**Exercise instructions:** Every line in the records below between the one holding "use crate::config::toml_config::SourceConfig;" and the one holding "an HTTP source.", inclusive, is to be set down exactly; all other lines are to be left out.

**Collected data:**
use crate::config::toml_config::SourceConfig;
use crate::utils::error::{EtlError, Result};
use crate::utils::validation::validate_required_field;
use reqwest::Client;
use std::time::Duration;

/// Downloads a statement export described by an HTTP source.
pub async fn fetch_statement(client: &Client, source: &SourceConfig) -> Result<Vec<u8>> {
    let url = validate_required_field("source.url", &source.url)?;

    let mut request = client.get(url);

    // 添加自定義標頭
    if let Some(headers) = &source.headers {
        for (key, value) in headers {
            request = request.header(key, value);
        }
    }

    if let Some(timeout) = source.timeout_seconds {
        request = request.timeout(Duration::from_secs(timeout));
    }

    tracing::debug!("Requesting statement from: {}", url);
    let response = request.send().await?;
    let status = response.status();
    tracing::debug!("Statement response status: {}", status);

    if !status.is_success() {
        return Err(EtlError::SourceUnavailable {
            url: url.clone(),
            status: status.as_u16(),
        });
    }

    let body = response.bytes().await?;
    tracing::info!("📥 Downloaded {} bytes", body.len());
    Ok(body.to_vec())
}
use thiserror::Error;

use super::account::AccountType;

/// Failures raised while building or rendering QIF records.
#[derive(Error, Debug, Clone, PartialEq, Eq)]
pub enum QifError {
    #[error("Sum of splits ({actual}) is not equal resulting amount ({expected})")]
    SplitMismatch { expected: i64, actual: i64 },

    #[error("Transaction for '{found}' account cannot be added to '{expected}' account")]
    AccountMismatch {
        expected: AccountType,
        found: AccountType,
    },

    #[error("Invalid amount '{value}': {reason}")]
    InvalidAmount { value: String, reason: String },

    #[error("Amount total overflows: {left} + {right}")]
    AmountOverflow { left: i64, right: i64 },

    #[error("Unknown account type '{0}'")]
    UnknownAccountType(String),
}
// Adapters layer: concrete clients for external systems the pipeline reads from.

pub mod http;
...
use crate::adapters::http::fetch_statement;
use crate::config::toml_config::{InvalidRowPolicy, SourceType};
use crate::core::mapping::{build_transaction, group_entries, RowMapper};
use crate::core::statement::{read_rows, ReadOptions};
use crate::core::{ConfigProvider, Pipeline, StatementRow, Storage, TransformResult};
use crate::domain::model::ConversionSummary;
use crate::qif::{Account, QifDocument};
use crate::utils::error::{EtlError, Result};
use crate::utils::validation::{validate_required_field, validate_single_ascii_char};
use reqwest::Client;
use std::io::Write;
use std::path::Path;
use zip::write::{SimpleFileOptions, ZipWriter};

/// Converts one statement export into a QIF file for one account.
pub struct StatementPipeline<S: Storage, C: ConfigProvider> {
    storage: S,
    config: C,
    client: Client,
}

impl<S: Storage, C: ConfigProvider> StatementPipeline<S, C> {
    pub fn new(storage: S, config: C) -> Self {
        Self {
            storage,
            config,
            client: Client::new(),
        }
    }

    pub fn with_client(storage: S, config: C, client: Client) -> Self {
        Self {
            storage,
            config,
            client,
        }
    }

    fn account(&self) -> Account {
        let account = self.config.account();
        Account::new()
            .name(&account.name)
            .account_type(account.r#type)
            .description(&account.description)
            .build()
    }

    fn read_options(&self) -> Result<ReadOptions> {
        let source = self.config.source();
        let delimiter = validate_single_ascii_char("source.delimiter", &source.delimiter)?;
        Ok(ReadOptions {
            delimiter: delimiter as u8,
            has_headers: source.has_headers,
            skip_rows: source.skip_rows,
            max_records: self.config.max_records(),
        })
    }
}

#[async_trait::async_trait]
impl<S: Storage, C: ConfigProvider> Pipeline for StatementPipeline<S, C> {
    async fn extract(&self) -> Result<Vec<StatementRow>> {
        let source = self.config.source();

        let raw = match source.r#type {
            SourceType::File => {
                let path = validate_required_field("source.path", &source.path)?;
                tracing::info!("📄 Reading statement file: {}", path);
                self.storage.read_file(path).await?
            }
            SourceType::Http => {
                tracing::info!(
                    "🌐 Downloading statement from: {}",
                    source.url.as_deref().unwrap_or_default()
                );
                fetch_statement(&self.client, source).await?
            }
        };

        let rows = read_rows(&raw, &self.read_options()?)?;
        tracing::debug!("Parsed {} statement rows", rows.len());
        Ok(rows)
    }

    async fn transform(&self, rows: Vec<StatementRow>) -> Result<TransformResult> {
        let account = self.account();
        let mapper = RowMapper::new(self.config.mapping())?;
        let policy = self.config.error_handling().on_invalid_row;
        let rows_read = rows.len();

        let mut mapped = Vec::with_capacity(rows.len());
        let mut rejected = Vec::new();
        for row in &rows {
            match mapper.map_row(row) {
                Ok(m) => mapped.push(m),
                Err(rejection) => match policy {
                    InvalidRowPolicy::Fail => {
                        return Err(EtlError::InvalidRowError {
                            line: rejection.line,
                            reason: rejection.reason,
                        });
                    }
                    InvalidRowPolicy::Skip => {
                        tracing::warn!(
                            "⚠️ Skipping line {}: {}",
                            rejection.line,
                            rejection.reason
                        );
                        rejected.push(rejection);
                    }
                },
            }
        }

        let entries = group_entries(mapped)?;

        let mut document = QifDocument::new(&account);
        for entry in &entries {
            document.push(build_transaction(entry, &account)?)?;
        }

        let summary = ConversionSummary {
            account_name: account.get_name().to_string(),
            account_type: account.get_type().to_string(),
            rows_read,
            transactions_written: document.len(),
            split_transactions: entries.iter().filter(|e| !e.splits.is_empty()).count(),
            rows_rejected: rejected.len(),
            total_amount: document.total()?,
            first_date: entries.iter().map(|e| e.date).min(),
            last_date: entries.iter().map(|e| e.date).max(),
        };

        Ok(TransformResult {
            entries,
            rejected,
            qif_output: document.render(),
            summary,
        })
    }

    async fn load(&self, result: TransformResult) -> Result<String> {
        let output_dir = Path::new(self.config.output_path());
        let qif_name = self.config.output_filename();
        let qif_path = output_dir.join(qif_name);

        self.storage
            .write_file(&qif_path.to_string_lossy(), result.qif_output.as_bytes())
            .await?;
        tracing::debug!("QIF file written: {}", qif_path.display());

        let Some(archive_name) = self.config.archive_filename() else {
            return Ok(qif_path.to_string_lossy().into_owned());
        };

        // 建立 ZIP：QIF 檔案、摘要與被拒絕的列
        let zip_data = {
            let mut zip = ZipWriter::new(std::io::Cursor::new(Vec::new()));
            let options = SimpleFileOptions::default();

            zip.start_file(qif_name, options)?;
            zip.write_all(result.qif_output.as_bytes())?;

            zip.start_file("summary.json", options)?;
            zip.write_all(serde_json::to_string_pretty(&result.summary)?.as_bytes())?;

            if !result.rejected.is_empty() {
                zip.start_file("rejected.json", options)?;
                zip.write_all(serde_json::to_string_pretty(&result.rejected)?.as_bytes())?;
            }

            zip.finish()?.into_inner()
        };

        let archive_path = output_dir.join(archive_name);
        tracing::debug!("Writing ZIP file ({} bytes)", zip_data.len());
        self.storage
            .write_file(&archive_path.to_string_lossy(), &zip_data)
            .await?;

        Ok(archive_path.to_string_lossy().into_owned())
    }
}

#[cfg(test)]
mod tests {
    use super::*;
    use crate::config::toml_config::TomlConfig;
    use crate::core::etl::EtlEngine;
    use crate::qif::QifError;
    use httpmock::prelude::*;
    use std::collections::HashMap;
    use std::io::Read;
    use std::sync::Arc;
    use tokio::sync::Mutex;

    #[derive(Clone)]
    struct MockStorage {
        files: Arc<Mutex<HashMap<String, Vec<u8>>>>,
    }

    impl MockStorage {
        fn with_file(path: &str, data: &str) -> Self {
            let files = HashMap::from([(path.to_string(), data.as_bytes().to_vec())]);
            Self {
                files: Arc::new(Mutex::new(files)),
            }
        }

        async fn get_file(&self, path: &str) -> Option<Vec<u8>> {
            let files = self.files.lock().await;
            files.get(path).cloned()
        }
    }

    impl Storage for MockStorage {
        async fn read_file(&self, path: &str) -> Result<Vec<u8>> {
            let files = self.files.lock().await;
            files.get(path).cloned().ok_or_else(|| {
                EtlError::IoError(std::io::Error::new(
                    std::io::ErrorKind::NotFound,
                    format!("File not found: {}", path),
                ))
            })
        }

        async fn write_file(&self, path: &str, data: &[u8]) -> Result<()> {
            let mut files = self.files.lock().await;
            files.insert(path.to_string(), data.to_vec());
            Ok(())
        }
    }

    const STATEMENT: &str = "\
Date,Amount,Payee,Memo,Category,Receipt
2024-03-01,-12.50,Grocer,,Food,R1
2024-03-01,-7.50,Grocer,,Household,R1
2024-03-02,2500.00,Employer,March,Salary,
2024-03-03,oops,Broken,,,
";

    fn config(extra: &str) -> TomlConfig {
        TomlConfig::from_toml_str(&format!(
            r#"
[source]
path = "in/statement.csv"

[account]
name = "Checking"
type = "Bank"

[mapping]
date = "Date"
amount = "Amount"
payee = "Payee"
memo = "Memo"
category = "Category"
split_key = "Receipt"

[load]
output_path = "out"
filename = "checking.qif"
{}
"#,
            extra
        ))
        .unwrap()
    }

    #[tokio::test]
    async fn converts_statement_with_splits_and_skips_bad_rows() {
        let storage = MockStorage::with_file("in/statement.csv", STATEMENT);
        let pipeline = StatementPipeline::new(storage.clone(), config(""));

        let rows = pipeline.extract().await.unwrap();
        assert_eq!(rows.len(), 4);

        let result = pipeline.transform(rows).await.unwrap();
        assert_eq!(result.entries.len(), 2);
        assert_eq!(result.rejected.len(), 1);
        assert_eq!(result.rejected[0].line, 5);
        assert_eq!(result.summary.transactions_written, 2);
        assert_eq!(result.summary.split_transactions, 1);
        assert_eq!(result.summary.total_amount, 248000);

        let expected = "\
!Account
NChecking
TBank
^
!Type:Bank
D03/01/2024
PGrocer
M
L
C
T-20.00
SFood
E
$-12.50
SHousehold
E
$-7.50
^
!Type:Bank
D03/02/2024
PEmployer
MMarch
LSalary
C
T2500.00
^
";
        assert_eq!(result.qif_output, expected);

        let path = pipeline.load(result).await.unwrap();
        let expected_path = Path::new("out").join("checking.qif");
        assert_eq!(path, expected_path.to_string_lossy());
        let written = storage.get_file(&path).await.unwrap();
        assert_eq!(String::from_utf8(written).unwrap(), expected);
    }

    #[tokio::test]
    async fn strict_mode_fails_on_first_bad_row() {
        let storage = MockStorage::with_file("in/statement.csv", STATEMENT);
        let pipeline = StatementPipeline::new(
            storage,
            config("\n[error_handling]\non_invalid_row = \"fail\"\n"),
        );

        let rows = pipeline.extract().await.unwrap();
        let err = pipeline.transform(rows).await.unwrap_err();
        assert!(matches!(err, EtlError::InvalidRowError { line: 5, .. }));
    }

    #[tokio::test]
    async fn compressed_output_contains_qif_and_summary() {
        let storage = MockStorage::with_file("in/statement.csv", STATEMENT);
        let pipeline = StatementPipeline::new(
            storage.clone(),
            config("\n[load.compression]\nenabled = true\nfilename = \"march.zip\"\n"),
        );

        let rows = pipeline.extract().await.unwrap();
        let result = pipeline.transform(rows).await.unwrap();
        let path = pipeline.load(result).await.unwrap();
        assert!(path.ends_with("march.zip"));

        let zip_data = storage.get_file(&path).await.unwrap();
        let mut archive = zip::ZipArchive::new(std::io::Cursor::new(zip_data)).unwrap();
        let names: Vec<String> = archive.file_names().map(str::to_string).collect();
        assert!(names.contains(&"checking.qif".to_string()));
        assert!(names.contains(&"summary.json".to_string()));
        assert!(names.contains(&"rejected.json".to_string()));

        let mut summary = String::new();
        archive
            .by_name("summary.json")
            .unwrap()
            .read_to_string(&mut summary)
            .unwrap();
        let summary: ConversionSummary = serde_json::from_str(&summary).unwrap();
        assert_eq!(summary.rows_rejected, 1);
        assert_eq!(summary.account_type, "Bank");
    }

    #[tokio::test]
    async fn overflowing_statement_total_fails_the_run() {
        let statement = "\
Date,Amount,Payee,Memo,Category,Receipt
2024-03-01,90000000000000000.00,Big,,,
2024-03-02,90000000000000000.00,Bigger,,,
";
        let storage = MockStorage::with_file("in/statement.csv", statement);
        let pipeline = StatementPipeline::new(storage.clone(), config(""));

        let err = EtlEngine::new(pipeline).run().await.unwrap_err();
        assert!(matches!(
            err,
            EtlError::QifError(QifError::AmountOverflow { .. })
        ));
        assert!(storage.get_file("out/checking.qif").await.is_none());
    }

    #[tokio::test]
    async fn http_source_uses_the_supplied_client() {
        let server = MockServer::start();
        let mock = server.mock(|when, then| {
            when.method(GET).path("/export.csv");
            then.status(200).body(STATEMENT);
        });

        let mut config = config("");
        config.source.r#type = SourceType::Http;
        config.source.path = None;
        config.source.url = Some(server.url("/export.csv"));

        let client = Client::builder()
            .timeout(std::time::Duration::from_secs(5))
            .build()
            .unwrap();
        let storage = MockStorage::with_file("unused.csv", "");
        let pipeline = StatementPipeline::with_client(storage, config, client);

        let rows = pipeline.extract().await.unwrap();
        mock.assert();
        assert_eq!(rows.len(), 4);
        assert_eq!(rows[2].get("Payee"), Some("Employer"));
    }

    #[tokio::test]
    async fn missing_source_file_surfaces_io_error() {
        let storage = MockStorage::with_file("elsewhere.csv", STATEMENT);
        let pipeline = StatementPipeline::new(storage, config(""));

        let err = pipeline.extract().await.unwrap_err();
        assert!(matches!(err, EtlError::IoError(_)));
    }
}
---
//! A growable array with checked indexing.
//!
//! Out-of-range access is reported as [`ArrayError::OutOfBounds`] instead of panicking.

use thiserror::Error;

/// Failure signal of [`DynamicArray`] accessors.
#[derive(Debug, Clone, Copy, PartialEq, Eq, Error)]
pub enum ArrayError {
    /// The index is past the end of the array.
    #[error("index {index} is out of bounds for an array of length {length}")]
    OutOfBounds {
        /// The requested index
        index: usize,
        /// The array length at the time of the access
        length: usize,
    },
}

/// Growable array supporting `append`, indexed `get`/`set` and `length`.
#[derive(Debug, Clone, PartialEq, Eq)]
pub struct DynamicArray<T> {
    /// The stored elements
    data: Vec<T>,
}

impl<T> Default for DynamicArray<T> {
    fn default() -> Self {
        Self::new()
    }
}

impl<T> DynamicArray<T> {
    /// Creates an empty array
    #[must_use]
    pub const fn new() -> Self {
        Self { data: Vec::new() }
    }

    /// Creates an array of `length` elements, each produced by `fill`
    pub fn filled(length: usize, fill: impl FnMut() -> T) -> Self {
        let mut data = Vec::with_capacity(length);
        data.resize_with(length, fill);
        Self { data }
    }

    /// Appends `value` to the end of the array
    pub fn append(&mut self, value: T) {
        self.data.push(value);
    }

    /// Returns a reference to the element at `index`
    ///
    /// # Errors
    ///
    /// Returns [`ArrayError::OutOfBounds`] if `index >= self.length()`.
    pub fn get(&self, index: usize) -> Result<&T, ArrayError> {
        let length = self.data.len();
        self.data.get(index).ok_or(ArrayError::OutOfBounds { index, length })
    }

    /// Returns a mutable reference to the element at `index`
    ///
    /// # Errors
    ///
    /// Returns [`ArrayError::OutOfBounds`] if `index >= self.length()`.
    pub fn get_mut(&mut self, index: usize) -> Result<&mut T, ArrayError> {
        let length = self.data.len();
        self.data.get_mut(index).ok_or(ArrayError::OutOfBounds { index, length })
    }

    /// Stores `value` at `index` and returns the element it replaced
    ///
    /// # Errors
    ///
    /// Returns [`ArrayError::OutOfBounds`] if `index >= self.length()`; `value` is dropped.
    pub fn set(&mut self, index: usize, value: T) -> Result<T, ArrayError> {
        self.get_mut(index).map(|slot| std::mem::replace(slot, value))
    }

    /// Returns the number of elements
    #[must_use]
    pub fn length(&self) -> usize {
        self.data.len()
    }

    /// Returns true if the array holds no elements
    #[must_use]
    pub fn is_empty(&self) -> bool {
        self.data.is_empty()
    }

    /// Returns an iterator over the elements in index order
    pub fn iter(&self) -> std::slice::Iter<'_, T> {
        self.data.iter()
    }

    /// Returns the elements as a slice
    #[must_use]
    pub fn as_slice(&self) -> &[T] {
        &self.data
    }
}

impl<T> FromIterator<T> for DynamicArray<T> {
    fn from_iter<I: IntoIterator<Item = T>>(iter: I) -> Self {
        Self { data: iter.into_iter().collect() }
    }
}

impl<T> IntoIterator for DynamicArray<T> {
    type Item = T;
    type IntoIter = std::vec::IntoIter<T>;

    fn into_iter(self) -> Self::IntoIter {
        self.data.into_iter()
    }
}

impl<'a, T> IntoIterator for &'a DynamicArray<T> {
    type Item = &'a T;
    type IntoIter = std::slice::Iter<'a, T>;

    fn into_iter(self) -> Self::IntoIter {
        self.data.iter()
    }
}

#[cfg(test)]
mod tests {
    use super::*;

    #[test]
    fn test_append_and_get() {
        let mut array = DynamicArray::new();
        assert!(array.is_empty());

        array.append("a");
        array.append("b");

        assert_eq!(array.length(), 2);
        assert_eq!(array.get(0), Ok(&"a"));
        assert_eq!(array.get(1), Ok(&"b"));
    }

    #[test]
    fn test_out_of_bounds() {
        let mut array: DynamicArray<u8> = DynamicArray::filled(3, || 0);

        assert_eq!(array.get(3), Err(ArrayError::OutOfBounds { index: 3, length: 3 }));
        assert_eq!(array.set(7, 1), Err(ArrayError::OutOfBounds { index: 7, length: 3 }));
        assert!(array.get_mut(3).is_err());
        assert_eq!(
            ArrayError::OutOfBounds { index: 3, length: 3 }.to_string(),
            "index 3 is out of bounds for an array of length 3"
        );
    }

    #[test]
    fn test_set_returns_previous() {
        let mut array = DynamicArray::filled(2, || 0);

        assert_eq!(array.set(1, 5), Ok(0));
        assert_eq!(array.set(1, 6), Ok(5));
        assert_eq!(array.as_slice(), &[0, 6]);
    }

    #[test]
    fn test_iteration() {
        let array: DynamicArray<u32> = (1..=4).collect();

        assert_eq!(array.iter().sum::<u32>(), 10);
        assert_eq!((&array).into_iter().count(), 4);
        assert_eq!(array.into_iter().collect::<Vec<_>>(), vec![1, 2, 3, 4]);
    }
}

**Response to the exercise:**
use crate::config::toml_config::SourceConfig;
use crate::utils::error::{EtlError, Result};
use crate::utils::validation::validate_required_field;
use reqwest::Client;
use std::time::Duration;

/// Downloads a statement export described by an HTTP source.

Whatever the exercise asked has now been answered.